I have an entity with a set of strings, looks a bit like:

@Entity
public class Foo{

    @Id
    @GeneratedValue(strategy=GenerationType.IDENTITY)
    private Key id;

    private Set<String> bars;

    public void setBars(Set<String> newBars){
        if(this.bars == null)
            this.bars = new HashSet<String>;
        this.bars = newBars;
    }

    public Set<String> getBars(){
        return this.bars;
    }

    public void addBar(String bar){
        if(this.bars == null)
            this.bars = new HashSet<String>;
        this.bars.add(bar);
    }

}

Now, in another part of the code, I'm trying to do something like this:

EntityManager em = EMF.get().createEntityManager();
Foo myFoo = em.find(Foo.class, fooKey);
em.getTransaction().begin();
myFoo.addBar(newBar);
em.merge(myFoo);
em.getTransaction().commit();

When, of course, newBar is a String.

But, what I get is:

javax.jdo.JDODetachedFieldAccessException: You have just attempted to access field      "bars" yet this field was not detached when you detached the object. Either dont access this field, or detach it when detaching the object.

I've searched for an answer, but I couldn't find one.

I've seen someone ask about a Set of strings, and he was told to add an @ElementCollection notation.

I tried that, but I got an error about the String class Metadata (I don't really understand what it means.)

I would really appreciate some help on this thing, even a good reference to someone explaining this (in simple English).

有帮助吗?

解决方案

OK, So I found the answer in some blog.

So for anyone who's interested:

In order to use a Collection of simple data types (in JPA), a @Basic notation should be added to the collection. So from my example at the top, It should've been written:

@Basic
private Set<String> bars;

其他提示

So you are using JPA, right? (I see EntityManager rather than JDO's PersistenceManager.) Since you are getting a JDO error, I suspect that your app isn't configured properly for JPA.
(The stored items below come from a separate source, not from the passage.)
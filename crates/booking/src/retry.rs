//! Read-modify-write loop over a single event document.

use openmic_core::error::CoreError;
use openmic_core::event::Event;
use openmic_core::store::EntityStore;
use openmic_core::types::DbId;

/// Load the event, apply `mutate` to a fresh copy, and write it back
/// conditionally on the version that was read.
///
/// When another writer got there first the event is re-read and `mutate`
/// runs again against the new state, so its checks (slot still open, no
/// existing RSVP, ...) are always evaluated against what actually gets
/// written. A lost race means some other write committed, so the loop
/// only ends with a successful write or with an error from `mutate` or
/// the store. Returns the event as stored together with `mutate`'s output.
pub async fn modify_event<T, F>(
    store: &dyn EntityStore,
    event_id: DbId,
    mut mutate: F,
) -> Result<(Event, T), CoreError>
where
    F: FnMut(&mut Event) -> Result<T, CoreError> + Send,
    T: Send,
{
    let mut attempt: u32 = 1;
    loop {
        let mut event = store
            .find_event(event_id)
            .await?
            .ok_or_else(|| CoreError::event_not_found(event_id))?;

        let out = mutate(&mut event)?;
        event.updated_at = chrono::Utc::now();

        if store.update_event(&event).await? {
            event.version += 1;
            return Ok((event, out));
        }

        tracing::debug!(%event_id, attempt, "Event changed during write, retrying");
        attempt += 1;
    }
}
JPA docs: http://code.google.com/appengine/docs/java/datastore/jpa/overview.html

JDO docs: http://code.google.com/appengine/docs/java/datastore/jdo/overview.html

You need to pick one datastore wrapper and stick with it. The default new app with the Eclipse tools is configured for JDO, and it is a reasonable choice, but you'll have to change your annotations around a little bit.